Every line below that mentions the word "bits" should be copied out.
━━ TASK INPUT
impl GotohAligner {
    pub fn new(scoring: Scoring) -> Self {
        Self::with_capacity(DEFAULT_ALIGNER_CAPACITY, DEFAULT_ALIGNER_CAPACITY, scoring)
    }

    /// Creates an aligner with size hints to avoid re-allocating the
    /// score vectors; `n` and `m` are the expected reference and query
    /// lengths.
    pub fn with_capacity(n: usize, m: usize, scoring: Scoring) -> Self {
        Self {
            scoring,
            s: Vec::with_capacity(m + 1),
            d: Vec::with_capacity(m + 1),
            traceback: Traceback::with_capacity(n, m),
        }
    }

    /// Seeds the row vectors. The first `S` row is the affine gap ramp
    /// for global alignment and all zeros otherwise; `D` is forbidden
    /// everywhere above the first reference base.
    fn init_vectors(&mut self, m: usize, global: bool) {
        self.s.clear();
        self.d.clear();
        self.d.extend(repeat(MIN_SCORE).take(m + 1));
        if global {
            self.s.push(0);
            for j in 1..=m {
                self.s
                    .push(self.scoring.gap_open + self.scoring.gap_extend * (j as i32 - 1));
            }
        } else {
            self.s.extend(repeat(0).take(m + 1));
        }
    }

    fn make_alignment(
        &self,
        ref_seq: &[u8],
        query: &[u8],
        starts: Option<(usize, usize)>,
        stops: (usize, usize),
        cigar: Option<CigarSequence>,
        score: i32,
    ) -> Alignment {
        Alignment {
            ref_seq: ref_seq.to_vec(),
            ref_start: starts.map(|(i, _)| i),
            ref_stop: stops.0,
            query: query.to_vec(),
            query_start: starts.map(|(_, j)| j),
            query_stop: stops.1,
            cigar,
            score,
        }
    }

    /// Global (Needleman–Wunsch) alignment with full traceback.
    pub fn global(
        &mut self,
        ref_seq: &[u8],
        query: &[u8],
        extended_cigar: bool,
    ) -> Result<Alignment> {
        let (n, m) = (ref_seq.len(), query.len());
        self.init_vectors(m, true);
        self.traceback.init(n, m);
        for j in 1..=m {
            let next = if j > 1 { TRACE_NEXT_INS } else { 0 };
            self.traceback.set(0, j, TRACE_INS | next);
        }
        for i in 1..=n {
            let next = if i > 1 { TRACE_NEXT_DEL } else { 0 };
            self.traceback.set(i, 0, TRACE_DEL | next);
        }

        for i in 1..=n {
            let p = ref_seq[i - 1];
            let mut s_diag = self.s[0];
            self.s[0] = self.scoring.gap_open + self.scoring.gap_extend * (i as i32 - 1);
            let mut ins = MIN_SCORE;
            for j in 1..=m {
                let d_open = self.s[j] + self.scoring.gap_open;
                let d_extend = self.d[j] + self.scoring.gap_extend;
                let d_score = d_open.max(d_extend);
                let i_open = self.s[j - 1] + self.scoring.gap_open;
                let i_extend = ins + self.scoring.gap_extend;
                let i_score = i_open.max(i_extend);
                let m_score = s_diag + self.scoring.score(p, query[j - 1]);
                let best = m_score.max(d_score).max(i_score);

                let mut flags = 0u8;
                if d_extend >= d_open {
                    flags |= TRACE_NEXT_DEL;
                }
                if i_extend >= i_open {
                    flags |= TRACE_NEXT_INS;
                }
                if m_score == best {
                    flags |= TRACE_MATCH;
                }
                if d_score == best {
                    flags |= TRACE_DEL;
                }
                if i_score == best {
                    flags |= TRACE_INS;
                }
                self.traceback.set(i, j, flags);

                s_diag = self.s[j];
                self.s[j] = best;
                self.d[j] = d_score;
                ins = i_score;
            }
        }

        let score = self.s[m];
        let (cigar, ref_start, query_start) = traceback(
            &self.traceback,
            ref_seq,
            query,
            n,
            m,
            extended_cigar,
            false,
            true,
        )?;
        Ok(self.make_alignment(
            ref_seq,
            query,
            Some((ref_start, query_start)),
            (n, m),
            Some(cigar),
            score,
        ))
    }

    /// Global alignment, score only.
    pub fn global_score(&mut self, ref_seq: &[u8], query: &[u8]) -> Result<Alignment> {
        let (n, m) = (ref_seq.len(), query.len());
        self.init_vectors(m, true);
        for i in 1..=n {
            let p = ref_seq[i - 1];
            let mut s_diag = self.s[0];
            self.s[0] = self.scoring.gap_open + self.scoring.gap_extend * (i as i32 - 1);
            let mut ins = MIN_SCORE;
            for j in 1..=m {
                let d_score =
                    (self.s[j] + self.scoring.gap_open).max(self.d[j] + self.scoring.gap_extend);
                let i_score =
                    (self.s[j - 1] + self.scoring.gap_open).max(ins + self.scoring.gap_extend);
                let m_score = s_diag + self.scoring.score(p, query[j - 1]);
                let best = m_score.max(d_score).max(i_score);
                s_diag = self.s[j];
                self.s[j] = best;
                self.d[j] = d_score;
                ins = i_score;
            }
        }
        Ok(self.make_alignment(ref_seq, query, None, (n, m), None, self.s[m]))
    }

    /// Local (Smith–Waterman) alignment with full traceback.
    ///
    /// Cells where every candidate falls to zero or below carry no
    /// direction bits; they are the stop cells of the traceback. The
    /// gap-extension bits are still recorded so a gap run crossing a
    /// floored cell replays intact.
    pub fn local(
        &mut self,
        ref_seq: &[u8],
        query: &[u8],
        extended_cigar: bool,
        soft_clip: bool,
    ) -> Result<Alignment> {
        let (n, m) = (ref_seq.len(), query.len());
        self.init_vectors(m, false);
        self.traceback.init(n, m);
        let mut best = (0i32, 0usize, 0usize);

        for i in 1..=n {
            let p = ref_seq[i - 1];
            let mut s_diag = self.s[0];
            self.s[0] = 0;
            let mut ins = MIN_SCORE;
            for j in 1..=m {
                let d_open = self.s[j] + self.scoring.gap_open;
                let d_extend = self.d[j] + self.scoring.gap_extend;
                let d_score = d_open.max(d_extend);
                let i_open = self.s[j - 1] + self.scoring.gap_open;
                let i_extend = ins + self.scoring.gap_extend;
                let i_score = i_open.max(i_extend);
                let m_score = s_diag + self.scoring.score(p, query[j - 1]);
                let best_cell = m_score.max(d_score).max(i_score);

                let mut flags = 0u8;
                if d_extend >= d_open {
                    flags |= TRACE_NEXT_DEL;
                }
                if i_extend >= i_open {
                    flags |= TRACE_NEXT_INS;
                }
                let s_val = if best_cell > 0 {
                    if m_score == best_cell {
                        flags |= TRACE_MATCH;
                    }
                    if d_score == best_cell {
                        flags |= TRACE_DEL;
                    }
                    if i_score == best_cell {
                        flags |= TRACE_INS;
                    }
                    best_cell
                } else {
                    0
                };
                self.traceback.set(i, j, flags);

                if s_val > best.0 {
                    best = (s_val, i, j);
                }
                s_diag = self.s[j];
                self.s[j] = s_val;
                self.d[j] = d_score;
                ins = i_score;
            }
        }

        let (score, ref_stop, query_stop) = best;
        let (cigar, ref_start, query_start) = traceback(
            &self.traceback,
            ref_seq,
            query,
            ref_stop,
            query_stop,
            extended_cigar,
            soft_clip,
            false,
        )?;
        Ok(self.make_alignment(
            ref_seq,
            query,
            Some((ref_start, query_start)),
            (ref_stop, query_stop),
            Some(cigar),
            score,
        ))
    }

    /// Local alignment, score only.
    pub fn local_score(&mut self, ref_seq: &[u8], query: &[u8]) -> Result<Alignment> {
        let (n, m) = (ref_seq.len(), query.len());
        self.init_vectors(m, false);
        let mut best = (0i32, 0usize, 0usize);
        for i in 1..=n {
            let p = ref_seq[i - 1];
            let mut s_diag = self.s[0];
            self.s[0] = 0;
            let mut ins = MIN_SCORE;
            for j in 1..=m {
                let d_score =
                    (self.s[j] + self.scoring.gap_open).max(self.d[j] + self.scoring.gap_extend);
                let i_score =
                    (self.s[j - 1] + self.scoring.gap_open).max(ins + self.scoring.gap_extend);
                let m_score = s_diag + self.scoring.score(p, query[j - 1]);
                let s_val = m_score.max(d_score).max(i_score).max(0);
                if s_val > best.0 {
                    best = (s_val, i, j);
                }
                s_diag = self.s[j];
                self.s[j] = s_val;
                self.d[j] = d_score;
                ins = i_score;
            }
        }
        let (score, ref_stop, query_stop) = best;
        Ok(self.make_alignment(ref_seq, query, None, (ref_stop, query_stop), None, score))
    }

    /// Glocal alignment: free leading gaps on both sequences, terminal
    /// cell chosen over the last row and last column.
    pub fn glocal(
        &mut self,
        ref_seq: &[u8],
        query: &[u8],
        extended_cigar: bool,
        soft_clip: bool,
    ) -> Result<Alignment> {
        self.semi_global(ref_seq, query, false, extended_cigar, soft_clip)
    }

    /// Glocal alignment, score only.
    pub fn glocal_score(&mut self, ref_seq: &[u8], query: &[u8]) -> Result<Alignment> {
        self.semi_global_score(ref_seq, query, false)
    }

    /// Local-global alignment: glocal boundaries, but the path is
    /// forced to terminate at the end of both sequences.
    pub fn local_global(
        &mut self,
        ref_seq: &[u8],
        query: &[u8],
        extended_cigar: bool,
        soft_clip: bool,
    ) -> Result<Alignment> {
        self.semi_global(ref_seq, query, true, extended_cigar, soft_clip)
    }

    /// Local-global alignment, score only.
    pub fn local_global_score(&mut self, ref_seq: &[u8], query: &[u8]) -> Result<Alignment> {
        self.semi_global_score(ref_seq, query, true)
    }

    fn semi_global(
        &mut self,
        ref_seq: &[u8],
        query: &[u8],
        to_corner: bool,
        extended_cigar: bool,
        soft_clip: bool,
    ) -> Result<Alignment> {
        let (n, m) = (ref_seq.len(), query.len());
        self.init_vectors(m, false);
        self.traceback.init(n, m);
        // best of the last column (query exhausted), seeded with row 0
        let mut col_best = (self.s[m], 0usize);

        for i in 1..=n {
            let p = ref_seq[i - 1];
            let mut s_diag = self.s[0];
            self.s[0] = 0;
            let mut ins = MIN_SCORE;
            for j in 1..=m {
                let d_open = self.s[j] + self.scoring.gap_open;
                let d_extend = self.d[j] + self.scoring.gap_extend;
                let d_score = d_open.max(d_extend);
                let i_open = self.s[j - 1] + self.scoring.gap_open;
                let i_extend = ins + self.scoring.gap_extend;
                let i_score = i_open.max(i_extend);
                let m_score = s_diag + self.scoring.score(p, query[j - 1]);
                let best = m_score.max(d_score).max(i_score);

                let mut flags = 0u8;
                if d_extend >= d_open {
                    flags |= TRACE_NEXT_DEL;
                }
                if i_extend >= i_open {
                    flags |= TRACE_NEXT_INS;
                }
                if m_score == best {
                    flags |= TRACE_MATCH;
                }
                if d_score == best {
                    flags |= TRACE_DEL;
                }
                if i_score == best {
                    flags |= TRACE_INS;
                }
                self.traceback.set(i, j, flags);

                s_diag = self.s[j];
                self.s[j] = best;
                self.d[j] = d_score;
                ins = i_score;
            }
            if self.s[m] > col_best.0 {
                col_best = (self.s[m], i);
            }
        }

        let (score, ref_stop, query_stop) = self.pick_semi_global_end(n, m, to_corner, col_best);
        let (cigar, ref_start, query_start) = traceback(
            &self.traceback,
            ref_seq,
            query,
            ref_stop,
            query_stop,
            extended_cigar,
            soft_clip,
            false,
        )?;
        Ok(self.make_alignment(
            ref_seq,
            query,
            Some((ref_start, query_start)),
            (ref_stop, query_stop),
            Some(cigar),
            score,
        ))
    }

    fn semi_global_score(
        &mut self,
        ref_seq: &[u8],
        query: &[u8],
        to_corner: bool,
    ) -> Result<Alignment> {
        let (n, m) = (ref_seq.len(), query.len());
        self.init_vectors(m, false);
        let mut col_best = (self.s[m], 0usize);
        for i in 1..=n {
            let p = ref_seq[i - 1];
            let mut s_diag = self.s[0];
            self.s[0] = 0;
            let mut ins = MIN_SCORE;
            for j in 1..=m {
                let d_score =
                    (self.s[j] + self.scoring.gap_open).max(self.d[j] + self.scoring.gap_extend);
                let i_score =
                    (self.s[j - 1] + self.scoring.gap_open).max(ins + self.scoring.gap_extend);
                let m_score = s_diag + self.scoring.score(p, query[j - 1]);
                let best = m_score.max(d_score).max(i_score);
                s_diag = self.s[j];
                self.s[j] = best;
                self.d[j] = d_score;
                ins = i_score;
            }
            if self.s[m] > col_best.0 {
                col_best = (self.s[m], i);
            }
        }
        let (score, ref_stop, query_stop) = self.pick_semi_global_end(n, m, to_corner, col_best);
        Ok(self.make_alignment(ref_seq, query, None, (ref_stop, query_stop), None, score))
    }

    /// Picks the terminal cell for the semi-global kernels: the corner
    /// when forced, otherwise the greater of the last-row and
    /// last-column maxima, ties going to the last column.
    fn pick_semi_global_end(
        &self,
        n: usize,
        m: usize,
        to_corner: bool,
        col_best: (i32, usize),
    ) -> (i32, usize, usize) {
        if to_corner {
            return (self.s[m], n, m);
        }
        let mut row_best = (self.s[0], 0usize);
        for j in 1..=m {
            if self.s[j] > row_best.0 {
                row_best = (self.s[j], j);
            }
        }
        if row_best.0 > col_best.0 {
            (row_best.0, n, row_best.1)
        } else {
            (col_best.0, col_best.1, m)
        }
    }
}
━━━━
RESPONSE
    /// direction bits; they are the stop cells of the traceback. The
    /// gap-extension bits are still recorded so a gap run crossing a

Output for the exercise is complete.